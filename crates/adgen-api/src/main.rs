//! Axum API server binary.

use std::net::SocketAddr;

use anyhow::Context;
use tracing::{info, warn};
use tracing_subscriber::{fmt, prelude::*, EnvFilter};

use adgen_api::{create_router, metrics, ApiConfig, AppState};

#[tokio::main]
async fn main() -> anyhow::Result<()> {
    dotenvy::dotenv().ok();

    init_tracing()?;

    // reqwest and rustls 0.23 need a process-wide crypto provider
    if rustls::crypto::ring::default_provider()
        .install_default()
        .is_err()
    {
        warn!("rustls crypto provider was already installed");
    }

    info!("Starting adgen-api");

    let config = ApiConfig::from_env();
    info!("API config: host={}, port={}", config.host, config.port);

    let state = AppState::new(config.clone())
        .await
        .context("failed to create application state")?;

    let metrics_enabled = std::env::var("METRICS_ENABLED")
        .map(|v| v == "true" || v == "1")
        .unwrap_or(true);

    let metrics_handle = if metrics_enabled {
        info!("Prometheus metrics enabled at /metrics");
        Some(metrics::init_metrics().context("failed to install Prometheus recorder")?)
    } else {
        None
    };

    // Expire unclaimed videos and old job records
    let sweeper = state.jobs.spawn_sweeper();

    let app = create_router(state, metrics_handle);

    let addr: SocketAddr = format!("{}:{}", config.host, config.port)
        .parse()
        .context("invalid bind address")?;

    info!("Listening on {}", addr);

    let listener = tokio::net::TcpListener::bind(addr).await?;
    axum::serve(
        listener,
        app.into_make_service_with_connect_info::<SocketAddr>(),
    )
    .with_graceful_shutdown(shutdown_signal())
    .await?;

    sweeper.abort();
    info!("Server shutdown complete");
    Ok(())
}

/// Colored output for dev, JSON when `LOG_FORMAT=json`.
fn init_tracing() -> anyhow::Result<()> {
    let use_json = std::env::var("LOG_FORMAT")
        .map(|v| v.eq_ignore_ascii_case("json"))
        .unwrap_or(false);

    let env_filter = EnvFilter::from_default_env().add_directive("adgen=info".parse()?);

    if use_json {
        tracing_subscriber::registry()
            .with(fmt::layer().json())
            .with(env_filter)
            .init();
    } else {
        tracing_subscriber::registry()
            .with(
                fmt::layer()
                    .with_ansi(true)
                    .with_target(true)
                    .with_thread_ids(false)
                    .with_file(false)
                    .with_line_number(false),
            )
            .with(env_filter)
            .init();
    }
    Ok(())
}

async fn shutdown_signal() {
    if let Err(e) = tokio::signal::ctrl_c().await {
        warn!("Failed to listen for shutdown signal: {}", e);
        std::future::pending::<()>().await;
    }
    info!("Received shutdown signal");
}
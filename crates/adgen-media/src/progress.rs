//! FFmpeg progress parsing.

use serde::{Deserialize, Serialize};

/// Progress information from FFmpeg.
#[derive(Debug, Clone, Default, Serialize, Deserialize)]
pub struct FfmpegProgress {
    /// Current frame number
    pub frame: u64,
    /// Current FPS
    pub fps: f64,
    /// Output time in milliseconds
    pub out_time_ms: i64,
    /// Encoding speed (e.g., 1.5 = 1.5x realtime)
    pub speed: f64,
    /// Whether encoding is complete
    pub is_complete: bool,
}

impl FfmpegProgress {
    /// Fraction of the render done, in `0.0..=1.0`.
    pub fn fraction(&self, total_duration_ms: i64) -> f64 {
        if self.is_complete {
            return 1.0;
        }
        if total_duration_ms <= 0 {
            return 0.0;
        }
        (self.out_time_ms as f64 / total_duration_ms as f64).clamp(0.0, 1.0)
    }

    /// Apply one `key=value` line of `-progress` output.
    ///
    /// Returns a snapshot when the line closes a progress block.
    pub fn apply_line(&mut self, line: &str) -> Option<FfmpegProgress> {
        let (key, value) = line.trim().split_once('=')?;
        match key {
            // out_time_ms is actually microseconds in every FFmpeg release
            "out_time_ms" | "out_time_us" => {
                if let Ok(us) = value.parse::<i64>() {
                    self.out_time_ms = us / 1000;
                }
            }
            "frame" => {
                if let Ok(frame) = value.parse() {
                    self.frame = frame;
                }
            }
            "fps" => {
                if let Ok(fps) = value.parse() {
                    self.fps = fps;
                }
            }
            "speed" => {
                if let Some(speed) = value.strip_suffix('x').and_then(|s| s.trim().parse().ok()) {
                    self.speed = speed;
                }
            }
            "progress" => {
                if value == "end" {
                    self.is_complete = true;
                }
                return Some(self.clone());
            }
            _ => {}
        }
        None
    }
}
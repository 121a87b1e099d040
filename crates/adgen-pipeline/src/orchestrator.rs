//! Generation orchestrator.
//!
//! Runs one validated request through its stages: store uploads, produce the
//! narration (voice-over or avatar video), fetch remote media, composite.
//! Intermediate files live in a work scope that is always released; the
//! rendered mp4 lives in its own scope handed to the caller.

use std::sync::Arc;
use std::time::Instant;

use adgen_media::{ProgressFn, RenderJob, VideoRenderer};
use adgen_models::{
    Anchor, AssetKind, AudioSource, BackgroundSpec, CompositionSpec,
    FitBox, GenerationJob, GenerationMode, JobId, Layer,
};
use adgen_providers::{
    AvatarIdentity, AvatarJobClient, AvatarRequest, AvatarScript, Downloader, ProviderError,
    SpeechSynthesizer, SynthesizedAudio,
};
use adgen_storage::{AssetHandle, AssetScope, MediaAssetStore};
use serde::Serialize;
use tokio::sync::watch;
use tracing::Instrument;

use crate::config::PipelineConfig;
use crate::error::{PipelineError, PipelineResult};
use crate::logging::JobLogger;
use crate::retry::{retry_async, RetryConfig};
use crate::validation::{GenerationRequest, ValidationLimits};

/// Where a generation currently is.
#[derive(Debug, Clone, Copy, PartialEq, Eq, Hash, Serialize, Default)]
#[serde(rename_all = "snake_case")]
pub enum Stage {
    #[default]
    Queued,
    StoringUploads,
    Synthesizing,
    AwaitingAvatar,
    Downloading,
    Compositing,
    Done,
}

impl Stage {
    pub fn as_str(&self) -> &'static str {
        match self {
            Stage::Queued => "queued",
            Stage::StoringUploads => "storing_uploads",
            Stage::Synthesizing => "synthesizing",
            Stage::AwaitingAvatar => "awaiting_avatar",
            Stage::Downloading => "downloading",
            Stage::Compositing => "compositing",
            Stage::Done => "done",
        }
    }

    /// Overall progress when the stage starts.
    pub fn base_progress(&self) -> f64 {
        match self {
            Stage::Queued => 0.0,
            Stage::StoringUploads => 0.05,
            Stage::Synthesizing => 0.1,
            Stage::AwaitingAvatar => 0.25,
            Stage::Downloading => 0.65,
            Stage::Compositing => 0.7,
            Stage::Done => 1.0,
        }
    }
}

/// Something observable happened during a generation.
#[derive(Debug, Clone, PartialEq)]
pub enum PipelineEvent {
    Stage(Stage),
    /// The avatar job changed (submitted, polled or settled)
    Avatar(GenerationJob),
    /// Render progress in `0.0..=1.0`
    Render(f64),
}

pub type EventFn = Arc<dyn Fn(PipelineEvent) + Send + Sync>;

/// Per-generation context: identity, cancellation and event sink.
#[derive(Clone)]
pub struct JobContext {
    pub job_id: JobId,
    pub cancel: Option<watch::Receiver<bool>>,
    pub events: Option<EventFn>,
}

impl JobContext {
    pub fn new(job_id: JobId) -> Self {
        Self {
            job_id,
            cancel: None,
            events: None,
        }
    }

    pub fn with_cancel(mut self, cancel: watch::Receiver<bool>) -> Self {
        self.cancel = Some(cancel);
        self
    }

    pub fn with_events(mut self, events: EventFn) -> Self {
        self.events = Some(events);
        self
    }

    fn emit(&self, event: PipelineEvent) {
        if let Some(events) = &self.events {
            events(event);
        }
    }

    fn stage(&self, stage: Stage) {
        self.emit(PipelineEvent::Stage(stage));
    }

    fn check_cancelled(&self) -> PipelineResult<()> {
        match &self.cancel {
            Some(rx) if *rx.borrow() => Err(PipelineError::Cancelled),
            _ => Ok(()),
        }
    }
}

/// A finished video. Dropping it (or releasing the scope) deletes the file.
#[derive(Debug)]
pub struct RenderedVideo {
    pub scope: AssetScope,
    pub video: AssetHandle,
    pub duration_secs: f64,
}

impl RenderedVideo {
    /// Read the mp4 and delete it.
    pub async fn into_bytes(self) -> PipelineResult<Vec<u8>> {
        let bytes = self.scope.read(&self.video).await;
        self.scope.release_all().await?;
        Ok(bytes?)
    }
}

/// Drives a request from validated input to rendered video.
pub struct Orchestrator {
    store: MediaAssetStore,
    speech: Arc<dyn SpeechSynthesizer>,
    avatar: Option<AvatarJobClient>,
    renderer: Arc<dyn VideoRenderer>,
    downloader: Downloader,
    config: PipelineConfig,
}

impl Orchestrator {
    pub fn new(
        store: MediaAssetStore,
        speech: Arc<dyn SpeechSynthesizer>,
        renderer: Arc<dyn VideoRenderer>,
        config: PipelineConfig,
    ) -> PipelineResult<Self> {
        let downloader = Downloader::new(config.download_timeout)?;
        Ok(Self {
            store,
            speech,
            avatar: None,
            renderer,
            downloader,
            config,
        })
    }

    /// Enable avatar mode.
    pub fn with_avatar(mut self, avatar: AvatarJobClient) -> Self {
        self.avatar = Some(avatar);
        self
    }

    pub fn config(&self) -> &PipelineConfig {
        &self.config
    }

    pub fn store(&self) -> &MediaAssetStore {
        &self.store
    }

    pub fn limits(&self) -> ValidationLimits {
        ValidationLimits::from(&self.config)
    }

    pub fn speech_provider(&self) -> &'static str {
        self.speech.name()
    }

    pub fn avatar_provider(&self) -> Option<&'static str> {
        self.avatar.as_ref().map(AvatarJobClient::provider_name)
    }

    /// Reject requests this server is not configured to serve.
    pub fn ensure_supported(&self, request: &GenerationRequest) -> PipelineResult<()> {
        if request.mode == GenerationMode::Avatar && self.avatar.is_none() {
            return Err(PipelineError::validation(
                "avatar mode is not available: no avatar provider is configured",
            ));
        }
        Ok(())
    }

    /// Produce a video for `request`.
    ///
    /// All intermediate files are deleted before this returns, on success and
    /// on every failure path.
    pub async fn generate(
        &self,
        request: GenerationRequest,
        ctx: &JobContext,
    ) -> PipelineResult<RenderedVideo> {
        let mode = request.mode;
        let logger = JobLogger::new(&ctx.job_id, mode);

        self.ensure_supported(&request)?;

        let span = logger.span();
        async move {
            logger.started(request.canvas.as_str(), request.script.chars().count());
            let started = Instant::now();

            let work = self.store.scope().await?;
            let output = self.store.scope().await?;

            let result = self.run(&request, &work, &output, ctx, &logger).await;

            if let Err(e) = work.release_all().await {
                logger.cleanup_failed("work", &e);
            }

            match result {
                Ok((video, duration_secs)) => {
                    let elapsed = started.elapsed().as_secs_f64();
                    metrics::counter!("adgen_generations_total", "mode" => mode.as_str(), "outcome" => "completed")
                        .increment(1);
                    metrics::histogram!("adgen_generation_duration_seconds", "mode" => mode.as_str())
                        .record(elapsed);
                    logger.finished(duration_secs, elapsed);
                    ctx.stage(Stage::Done);
                    Ok(RenderedVideo {
                        scope: output,
                        video,
                        duration_secs,
                    })
                }
                Err(e) => {
                    if let Err(release) = output.release_all().await {
                        logger.cleanup_failed("output", &release);
                    }
                    metrics::counter!(
                        "adgen_generations_total",
                        "mode" => mode.as_str(),
                        "outcome" => e.kind().as_str()
                    )
                    .increment(1);
                    logger.failed(&e);
                    Err(e)
                }
            }
        }
        .instrument(span)
        .await
    }

    async fn run(
        &self,
        request: &GenerationRequest,
        work: &AssetScope,
        output: &AssetScope,
        ctx: &JobContext,
        logger: &JobLogger,
    ) -> PipelineResult<(AssetHandle, f64)> {
        ctx.check_cancelled()?;
        ctx.stage(Stage::StoringUploads);

        let product = work
            .store_upload(
                AssetKind::ProductImage,
                &request.product_image.bytes,
                &request.product_image.extension,
            )
            .await?;

        let background = match &request.background_image {
            Some(image) => {
                let stored = work
                    .store_upload(AssetKind::BackgroundImage, &image.bytes, &image.extension)
                    .await?;
                BackgroundSpec::Image {
                    path: stored.path,
                    fit: self.config.background_image_fit,
                }
            }
            None => BackgroundSpec::Color {
                color: request.background_color,
            },
        };

        let canvas = request.canvas.size();
        let builder = CompositionSpec::builder(canvas, background);
        let builder = match request.mode {
            GenerationMode::Voiceover => {
                let audio = self.voiceover(request, work, ctx, logger).await?;
                builder
                    .layer(Layer::image(product.path, FitBox::PRODUCT, Anchor::Center))
                    .audio(AudioSource::File { path: audio.path })
            }
            GenerationMode::Avatar => {
                let clip = self.avatar_clip(request, work, ctx, logger).await?;
                builder
                    .layer(Layer::image(product.path, FitBox::PRODUCT_WITH_AVATAR, Anchor::Center))
                    .layer(Layer::video(clip.path, FitBox::AVATAR_INSET, Anchor::BottomLeft))
                    .audio(AudioSource::Layer { index: 1 })
                    .corner_margin(self.config.avatar_inset_margin)
            }
        };
        let spec = builder
            .build()
            .map_err(|e| PipelineError::internal(format!("invalid composition: {e}")))?;

        ctx.check_cancelled()?;
        ctx.stage(Stage::Compositing);

        let frame = work.allocate(AssetKind::Frame, "png");
        let video = output.allocate(AssetKind::Output, "mp4");
        let progress = ctx.events.clone().map(|events| -> ProgressFn {
            Arc::new(move |fraction: f64| events(PipelineEvent::Render(fraction)))
        });

        let rendered = self
            .renderer
            .render(RenderJob {
                spec: &spec,
                output: &video.path,
                frame_path: &frame.path,
                cancel: ctx.cancel.clone(),
                progress,
            })
            .await?;

        Ok((video, rendered.duration_secs))
    }

    /// Synthesize the script and make the audio a local file.
    async fn voiceover(
        &self,
        request: &GenerationRequest,
        work: &AssetScope,
        ctx: &JobContext,
        logger: &JobLogger,
    ) -> PipelineResult<AssetHandle> {
        ctx.stage(Stage::Synthesizing);
        let audio = self.speech.synthesize(&request.script, ctx.cancel.clone()).await?;
        logger.speech_ready(self.speech.name());

        match audio {
            SynthesizedAudio::Inline { bytes, extension } => {
                Ok(work.store_generated(AssetKind::Audio, &bytes, &extension).await?)
            }
            SynthesizedAudio::Remote { url, extension } => {
                ctx.check_cancelled()?;
                ctx.stage(Stage::Downloading);
                self.fetch(&url, AssetKind::Audio, &extension, work).await
            }
        }
    }

    /// Generate the talking-head clip and download it.
    async fn avatar_clip(
        &self,
        request: &GenerationRequest,
        work: &AssetScope,
        ctx: &JobContext,
        logger: &JobLogger,
    ) -> PipelineResult<AssetHandle> {
        let client = self
            .avatar
            .as_ref()
            .ok_or_else(|| PipelineError::internal("avatar provider missing"))?;

        let script = if self.speech.hosts_audio() {
            ctx.stage(Stage::Synthesizing);
            match self.speech.synthesize(&request.script, ctx.cancel.clone()).await? {
                SynthesizedAudio::Remote { url, .. } => AvatarScript::AudioUrl(url),
                SynthesizedAudio::Inline { .. } => AvatarScript::Text(request.script.clone()),
            }
        } else {
            AvatarScript::Text(request.script.clone())
        };

        let identity = match &request.presenter_image {
            Some(image) => AvatarIdentity::Image {
                bytes: image.bytes.clone(),
                extension: image.extension.clone(),
            },
            None => AvatarIdentity::Default,
        };

        ctx.check_cancelled()?;
        ctx.stage(Stage::AwaitingAvatar);

        let avatar_request = AvatarRequest {
            identity: client.prepare_identity(identity).await?,
            script,
            canvas: request.canvas.size(),
            background: request.background_color,
        };

        let mut job = client.submit(&avatar_request).await?;
        ctx.emit(PipelineEvent::Avatar(job.clone()));
        logger.avatar_submitted(&job);

        let outcome = client
            .await_completion(&mut job, ctx.cancel.clone(), |j| {
                ctx.emit(PipelineEvent::Avatar(j.clone()))
            })
            .await;
        logger.avatar_settled(&job);
        let url = outcome?;

        ctx.stage(Stage::Downloading);
        self.fetch(&url, AssetKind::AvatarVideo, "mp4", work).await
    }

    /// Download provider-hosted media into the work scope, with retry.
    async fn fetch(
        &self,
        url: &str,
        kind: AssetKind,
        extension: &str,
        work: &AssetScope,
    ) -> PipelineResult<AssetHandle> {
        let handle = work.allocate(kind, extension);
        let retry = RetryConfig::new(format!("{kind}_download"))
            .with_max_retries(self.config.download_retries)
            .with_base_delay(self.config.download_backoff);

        retry_async(&retry, ProviderError::is_retryable, || {
            self.downloader.download(url, &handle.path)
        })
        .await
        .into_result()?;

        Ok(handle)
    }
}
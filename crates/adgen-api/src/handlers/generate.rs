//! Synchronous generation.

use adgen_models::JobId;
use adgen_pipeline::{validate, JobContext};
use axum::body::Body;
use axum::extract::{Multipart, State};
use axum::http::{header, StatusCode};
use axum::response::Response;
use tracing::info;

use crate::error::{ApiError, ApiResult};
use crate::form::read_draft;
use crate::state::AppState;

/// Name offered to the browser for every generated video.
pub const VIDEO_FILENAME: &str = "marketing_video.mp4";

/// Generate a video and answer with the mp4 itself.
///
/// The request holds the connection for the whole pipeline; `POST /api/jobs`
/// is the non-blocking alternative.
pub async fn generate_video(
    State(state): State<AppState>,
    multipart: Multipart,
) -> ApiResult<Response> {
    let draft = read_draft(multipart).await?;
    let request = validate(draft, &state.orchestrator.limits())?;

    let job_id = JobId::new();
    info!(job_id = %job_id, mode = request.mode.as_str(), "Synchronous generation requested");

    let video = state
        .orchestrator
        .generate(request, &JobContext::new(job_id))
        .await?;
    let bytes = video.into_bytes().await?;

    video_response(bytes)
}

/// Build the attachment response for a finished video.
pub fn video_response(bytes: Vec<u8>) -> ApiResult<Response> {
    Response::builder()
        .status(StatusCode::OK)
        .header(header::CONTENT_TYPE, "video/mp4")
        .header(
            header::CONTENT_DISPOSITION,
            format!("attachment; filename=\"{VIDEO_FILENAME}\""),
        )
        .header(header::CONTENT_LENGTH, bytes.len())
        .body(Body::from(bytes))
        .map_err(|e| ApiError::internal(format!("failed to build response: {e}")))
}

——

_Prompt_
Select every line of the records holding the string "outcome".

_Your solution_
                    metrics::counter!("adgen_generations_total", "mode" => mode.as_str(), "outcome" => "completed")
                        "outcome" => e.kind().as_str()
        let outcome = client
        let url = outcome?;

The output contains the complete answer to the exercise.